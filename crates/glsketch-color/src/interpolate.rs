//! Linear interpolation in RGB and HSL space.
//!
//! ```text
//! out = a + factor × (b − a)
//! ```
//!
//! `factor` is not clamped, so values outside `[0, 1]` extrapolate. The
//! endpoints are exact: `factor == 0` returns `a` and `factor == 1` returns
//! `b` bit-for-bit.

use crate::color::{HslColor, RgbColor};

#[inline]
fn lerp(a: f64, b: f64, factor: f64) -> f64 {
    // a + (b − a) can be one ulp away from b.
    if factor == 1.0 {
        return b;
    }
    a + factor * (b - a)
}

/// Interpolate channel-wise between two RGB colors.
pub fn interpolate_rgb(c1: RgbColor, c2: RgbColor, factor: f64) -> RgbColor {
    RgbColor::new(
        lerp(c1.r, c2.r, factor),
        lerp(c1.g, c2.g, factor),
        lerp(c1.b, c2.b, factor),
    )
}

/// Interpolate component-wise between two HSL colors.
///
/// Hue is blended linearly like the other components; it does not take the
/// shorter way around the hue circle.
pub fn interpolate_hsl(h1: HslColor, h2: HslColor, factor: f64) -> HslColor {
    HslColor(std::array::from_fn(|i| lerp(h1[i], h2[i], factor)))
}

#[cfg(test)]
mod tests {
    use super::*;

    const EPSILON: f64 = 1e-12;

    #[test]
    fn test_rgb_endpoints_are_exact() {
        let a = RgbColor::new(0.1, 0.7, 0.3);
        let b = RgbColor::new(0.9, 0.2, 0.6);
        assert_eq!(interpolate_rgb(a, b, 0.0), a);
        assert_eq!(interpolate_rgb(a, b, 1.0), b);
    }

    #[test]
    fn test_rgb_midpoint() {
        let result = interpolate_rgb(RgbColor::BLACK, RgbColor::new(1.0, 0.5, 0.25), 0.5);
        assert_eq!(result, RgbColor::new(0.5, 0.25, 0.125));
    }

    #[test]
    fn test_rgb_factor_is_not_clamped() {
        let result = interpolate_rgb(RgbColor::gray(0.2), RgbColor::gray(0.4), 2.0);
        assert!((result.r - 0.6).abs() < EPSILON);
        let result = interpolate_rgb(RgbColor::gray(0.2), RgbColor::gray(0.4), -1.0);
        assert!(result.g.abs() < EPSILON);
    }

    #[test]
    fn test_hsl_endpoints_are_exact() {
        let a = HslColor::new(0.1, 0.9, 0.3);
        let b = HslColor::new(0.6, 0.2, 0.8);
        assert_eq!(interpolate_hsl(a, b, 0.0), a);
        assert_eq!(interpolate_hsl(a, b, 1.0), b);
    }

    #[test]
    fn test_hsl_moves_toward_second_color() {
        let a = HslColor::new(0.2, 0.4, 0.4);
        let b = HslColor::new(0.6, 0.8, 0.6);
        let mid = interpolate_hsl(a, b, 0.5);
        let expected = [0.4, 0.6, 0.5];
        for i in 0..3 {
            assert!(
                (mid[i] - expected[i]).abs() < EPSILON,
                "component {i}: {:.12} vs {:.12}",
                mid[i],
                expected[i]
            );
        }
    }
}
------
= Task details =
Copy out each line of the material and keep every word unchanged.

= Task solution =
filename crates/glsketch-color/src/interpolate.rs
//! Linear interpolation in RGB and HSL space.
//!
//! ```text
//! out = a + factor × (b − a)
//! ```
//!
//! `factor` is not clamped, so values outside `[0, 1]` extrapolate. The
//! endpoints are exact: `factor == 0` returns `a` and `factor == 1` returns
//! `b` bit-for-bit.

use crate::color::{HslColor, RgbColor};

#[inline]
fn lerp(a: f64, b: f64, factor: f64) -> f64 {
    // a + (b − a) can be one ulp away from b.
    if factor == 1.0 {
        return b;
    }
    a + factor * (b - a)
}

/// Interpolate channel-wise between two RGB colors.
pub fn interpolate_rgb(c1: RgbColor, c2: RgbColor, factor: f64) -> RgbColor {
    RgbColor::new(
        lerp(c1.r, c2.r, factor),
        lerp(c1.g, c2.g, factor),
        lerp(c1.b, c2.b, factor),
    )
}

/// Interpolate component-wise between two HSL colors.
///
/// Hue is blended linearly like the other components; it does not take the
/// shorter way around the hue circle.
pub fn interpolate_hsl(h1: HslColor, h2: HslColor, factor: f64) -> HslColor {
    HslColor(std::array::from_fn(|i| lerp(h1[i], h2[i], factor)))
}

#[cfg(test)]
mod tests {
    use super::*;

    const EPSILON: f64 = 1e-12;

    #[test]
    fn test_rgb_endpoints_are_exact() {
        let a = RgbColor::new(0.1, 0.7, 0.3);
        let b = RgbColor::new(0.9, 0.2, 0.6);
        assert_eq!(interpolate_rgb(a, b, 0.0), a);
        assert_eq!(interpolate_rgb(a, b, 1.0), b);
    }

    #[test]
    fn test_rgb_midpoint() {
        let result = interpolate_rgb(RgbColor::BLACK, RgbColor::new(1.0, 0.5, 0.25), 0.5);
        assert_eq!(result, RgbColor::new(0.5, 0.25, 0.125));
    }

    #[test]
    fn test_rgb_factor_is_not_clamped() {
        let result = interpolate_rgb(RgbColor::gray(0.2), RgbColor::gray(0.4), 2.0);
        assert!((result.r - 0.6).abs() < EPSILON);
        let result = interpolate_rgb(RgbColor::gray(0.2), RgbColor::gray(0.4), -1.0);
        assert!(result.g.abs() < EPSILON);
    }

    #[test]
    fn test_hsl_endpoints_are_exact() {
        let a = HslColor::new(0.1, 0.9, 0.3);
        let b = HslColor::new(0.6, 0.2, 0.8);
        assert_eq!(interpolate_hsl(a, b, 0.0), a);
        assert_eq!(interpolate_hsl(a, b, 1.0), b);
    }

    #[test]
    fn test_hsl_moves_toward_second_color() {
        let a = HslColor::new(0.2, 0.4, 0.4);
        let b = HslColor::new(0.6, 0.8, 0.6);
        let mid = interpolate_hsl(a, b, 0.5);
        let expected = [0.4, 0.6, 0.5];
        for i in 0..3 {
            assert!(
                (mid[i] - expected[i]).abs() < EPSILON,
                "component {i}: {:.12} vs {:.12}",
                mid[i],
                expected[i]
            );
        }
    }
}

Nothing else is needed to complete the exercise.